→ TASK ITEM
Pick each line containing "methods" out of the records.

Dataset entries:
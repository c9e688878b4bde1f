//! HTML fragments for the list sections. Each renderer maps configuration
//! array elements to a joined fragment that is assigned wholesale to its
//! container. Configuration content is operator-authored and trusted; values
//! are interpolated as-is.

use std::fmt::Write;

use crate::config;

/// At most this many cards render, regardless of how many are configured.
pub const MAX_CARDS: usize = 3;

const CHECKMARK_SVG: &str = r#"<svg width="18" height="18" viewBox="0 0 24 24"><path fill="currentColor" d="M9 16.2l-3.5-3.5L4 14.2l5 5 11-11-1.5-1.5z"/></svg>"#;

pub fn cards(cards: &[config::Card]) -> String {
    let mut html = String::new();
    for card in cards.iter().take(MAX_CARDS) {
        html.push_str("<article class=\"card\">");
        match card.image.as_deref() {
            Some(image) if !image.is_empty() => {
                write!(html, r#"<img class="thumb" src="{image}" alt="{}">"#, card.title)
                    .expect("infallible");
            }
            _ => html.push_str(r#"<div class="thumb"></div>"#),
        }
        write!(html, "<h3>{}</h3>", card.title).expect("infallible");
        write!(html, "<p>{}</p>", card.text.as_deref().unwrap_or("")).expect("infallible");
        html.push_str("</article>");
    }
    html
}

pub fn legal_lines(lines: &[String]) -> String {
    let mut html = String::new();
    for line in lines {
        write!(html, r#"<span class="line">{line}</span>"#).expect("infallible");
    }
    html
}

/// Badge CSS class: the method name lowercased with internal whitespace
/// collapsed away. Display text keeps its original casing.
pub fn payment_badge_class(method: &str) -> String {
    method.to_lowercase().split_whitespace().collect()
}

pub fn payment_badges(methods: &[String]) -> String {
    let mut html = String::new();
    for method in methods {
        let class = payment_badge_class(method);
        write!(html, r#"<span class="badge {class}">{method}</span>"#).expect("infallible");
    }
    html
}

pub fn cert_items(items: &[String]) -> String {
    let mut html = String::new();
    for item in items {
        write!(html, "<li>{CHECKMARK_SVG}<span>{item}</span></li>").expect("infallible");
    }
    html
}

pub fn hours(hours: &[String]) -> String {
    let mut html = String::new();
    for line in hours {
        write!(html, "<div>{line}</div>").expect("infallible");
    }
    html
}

→ OUTPUT FOR THIS EXERCISE
pub fn payment_badges(methods: &[String]) -> String {
    for method in methods {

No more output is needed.